Seagate has unveiled a monster hard drive in its Barracuda line that packs in 750 gigabytes (GB) of photos, video, music and other digital data using perpendicular recording technology.
The California storage giant said the new Barracuda 7200.10 drive family would reach, for the first time, above the current top capacity of 500 GB while maintaining performance — thanks to the perpendicular recording design.
Intended mostly for consumers who are exposed to an ever-widening range of multimedia content, the new monster drives are a sign of things to come in personal computing.
The 750 GB drive marks the move from yesterday’s data types such as the text of regular documents and files, to today’s multimedia, high-quality video and sound, Endpoint Technologies Associates Founder and President Roger Kay told TechNewsWorld.
Seagate said the new, bigger Barracuda line — now shipping worldwide for a price of US$599 — is aimed at meeting the demand for more and more digital storage among consumers and organizations.
“Underscoring this trend [are] the petabytes of music, photos and movies, computer games and other digital content spawned by the proliferation of consumer electronics services and devices,” said Seagate Senior Vice President and General Manager of Personal Storage Karl Chicca.

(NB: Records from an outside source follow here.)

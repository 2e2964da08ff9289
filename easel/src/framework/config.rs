use std::fs;
use std::path::Path;

use serde::{Deserialize, Serialize};

use crate::error::SurfaceError;
use crate::runtime::pacer::DEFAULT_FRAME_RATE;
use crate::surface::profile::Tier;
use crate::surface::{RendererKind, SizeProvider};

pub const DEFAULT_WIDTH: u32 = 100;
pub const DEFAULT_HEIGHT: u32 = 100;

#[derive(Clone, Debug, PartialEq, Serialize, Deserialize)]
#[serde(default)]
pub struct SurfaceConfig {
    pub title: String,
    pub width: u32,
    pub height: u32,
    pub renderer: RendererKind,
    pub tier: Tier,
    pub smooth: u32,
    pub pixel_density: u32,
    pub frame_rate: f32,
    pub resizable: bool,
    pub always_on_top: bool,
    pub visible: bool,
    /// Embedded in a foreign container that owns the window geometry.
    pub external: bool,
    pub location: Option<[i32; 2]>,
}

impl Default for SurfaceConfig {
    fn default() -> Self {
        Self {
            title: "easel".to_string(),
            width: DEFAULT_WIDTH,
            height: DEFAULT_HEIGHT,
            renderer: RendererKind::Accelerated,
            tier: Tier::Es2,
            smooth: 2,
            pixel_density: 1,
            frame_rate: DEFAULT_FRAME_RATE,
            resizable: false,
            always_on_top: false,
            visible: true,
            external: false,
            location: None,
        }
    }
}

impl SurfaceConfig {
    pub fn new(width: u32, height: u32) -> Self {
        Self {
            width,
            height,
            ..Self::default()
        }
    }

    pub fn from_yaml_str(source: &str) -> Result<Self, SurfaceError> {
        let config: Self = serde_yml::from_str(source)
            .map_err(|err| SurfaceError::Config(err.to_string()))?;
        config.validate()?;
        Ok(config)
    }

    pub fn load(path: impl AsRef<Path>) -> Result<Self, SurfaceError> {
        let path = path.as_ref();
        let source = fs::read_to_string(path).map_err(|err| {
            SurfaceError::Config(format!(
                "failed to read '{}': {}",
                path.display(),
                err
            ))
        })?;
        Self::from_yaml_str(&source)
    }

    pub fn validate(&self) -> Result<(), SurfaceError> {
        if self.width == 0 || self.height == 0 {
            return Err(SurfaceError::Config(format!(
                "size must be non-zero, got {}x{}",
                self.width, self.height
            )));
        }

        if !matches!(self.pixel_density, 1 | 2) {
            return Err(SurfaceError::Config(format!(
                "pixel_density must be 1 or 2, got {}",
                self.pixel_density
            )));
        }

        if !self.frame_rate.is_finite() {
            return Err(SurfaceError::Config(
                "frame_rate must be a finite number".to_string(),
            ));
        }

        Ok(())
    }
}

impl SizeProvider for SurfaceConfig {
    fn sketch_width(&self) -> u32 {
        self.width
    }

    fn sketch_height(&self) -> u32 {
        self.height
    }

    fn sketch_pixel_density(&self) -> u32 {
        self.pixel_density
    }

    fn sketch_smooth(&self) -> u32 {
        self.smooth
    }
}

#[cfg(test)]
mod tests {
    use super::*;

    #[test]
    fn parses_partial_yaml_over_defaults() {
        let config = SurfaceConfig::from_yaml_str(
            "
title: Spiral
width: 640
height: 360
tier: gl3
smooth: 4
resizable: true
location: [20, 40]
",
        )
        .expect("valid config");

        assert_eq!(config.title, "Spiral");
        assert_eq!([config.width, config.height], [640, 360]);
        assert_eq!(config.tier, Tier::Gl3);
        assert_eq!(config.smooth, 4);
        assert!(config.resizable);
        assert_eq!(config.location, Some([20, 40]));
        assert_eq!(config.renderer, RendererKind::Accelerated);
        assert_eq!(config.frame_rate, DEFAULT_FRAME_RATE);
    }

    #[test]
    fn parses_renderer_kind() {
        let config =
            SurfaceConfig::from_yaml_str("renderer: headless").unwrap();
        assert_eq!(config.renderer, RendererKind::Headless);
    }

    #[test]
    fn rejects_zero_size() {
        let err = SurfaceConfig::from_yaml_str("width: 0").unwrap_err();
        assert!(err.to_string().contains("non-zero"));
    }

    #[test]
    fn rejects_unknown_pixel_density() {
        let err =
            SurfaceConfig::from_yaml_str("pixel_density: 3").unwrap_err();
        assert!(err.to_string().contains("pixel_density"));
    }

    #[test]
    fn keeps_out_of_range_frame_rate_for_the_pacer_to_clamp() {
        let config =
            SurfaceConfig::from_yaml_str("frame_rate: 5000").unwrap();
        assert_eq!(config.frame_rate, 5000.0);
    }
}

The home PC is emerging as the “center of the digital lifestyle,” he added, and Seagate intends to stay ahead of capacity, performance and reliability needs.
Hard Core Drive
Storage technology is, in fact, managing to stay ahead of the capacity needed for content, Kay observed, noting that 750 GB is a significant amount of storage.
However, for some users who have high-resolution photos, uncompressed video and other rich multimedia content, even 750 GB can fill up fast, he added.
As for the perpendicular recording technology Seagate now delivers across its line of hard drives, Kay said the technique — which aligns data bits vertically instead of horizontally for more data density — is “part of Moore’s Law of the data storage business.”
“It’s one of many tricks needed by the industry to increase real density per square inch,” Kay said, predicting terabyte hard drives within a couple of years.
Bigger Data Sets
The need for a huge hard drive with 750 GB capacity — considered among the largest jumps in capacity ever in the data storage industry — is being driven by larger data sets and the desire to access them quickly, Gartner Research Vice President Martin Reynolds told TechNewsWorld.
“We’ll see it continue to progress, particularly as consumers record video and other high-definition content,” he said.
The perpendicular recording technology behind Seagate’s new drive will likely take hard drive capacity to the terabyte level, Reynolds said.
The technology presents another challenge to tape data storage and drives, he observed, which are currently used widely for data protection and backup among enterprises.